Your goal: Read the material below and tally how many lines hold the word "ReflectStruct", giving the number and nothing else.

Material for this task:
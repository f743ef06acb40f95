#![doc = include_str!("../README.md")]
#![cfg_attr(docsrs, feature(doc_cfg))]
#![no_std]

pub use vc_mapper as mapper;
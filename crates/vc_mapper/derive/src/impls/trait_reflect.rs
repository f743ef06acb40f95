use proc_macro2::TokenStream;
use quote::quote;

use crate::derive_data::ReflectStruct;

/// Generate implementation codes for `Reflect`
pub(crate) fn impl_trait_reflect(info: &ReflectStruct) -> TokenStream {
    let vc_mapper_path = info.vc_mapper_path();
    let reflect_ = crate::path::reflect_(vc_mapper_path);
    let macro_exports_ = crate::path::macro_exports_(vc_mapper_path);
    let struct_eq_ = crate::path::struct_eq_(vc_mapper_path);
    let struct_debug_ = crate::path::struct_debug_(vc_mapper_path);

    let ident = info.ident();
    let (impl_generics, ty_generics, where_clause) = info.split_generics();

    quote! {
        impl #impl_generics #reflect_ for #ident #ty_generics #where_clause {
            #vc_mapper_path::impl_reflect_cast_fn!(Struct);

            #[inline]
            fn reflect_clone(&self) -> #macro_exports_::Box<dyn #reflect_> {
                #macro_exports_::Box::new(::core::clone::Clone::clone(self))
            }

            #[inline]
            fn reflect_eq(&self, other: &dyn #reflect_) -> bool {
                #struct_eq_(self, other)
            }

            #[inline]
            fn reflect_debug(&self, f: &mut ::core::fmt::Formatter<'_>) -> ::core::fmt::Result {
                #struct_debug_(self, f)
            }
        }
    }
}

Written response: 2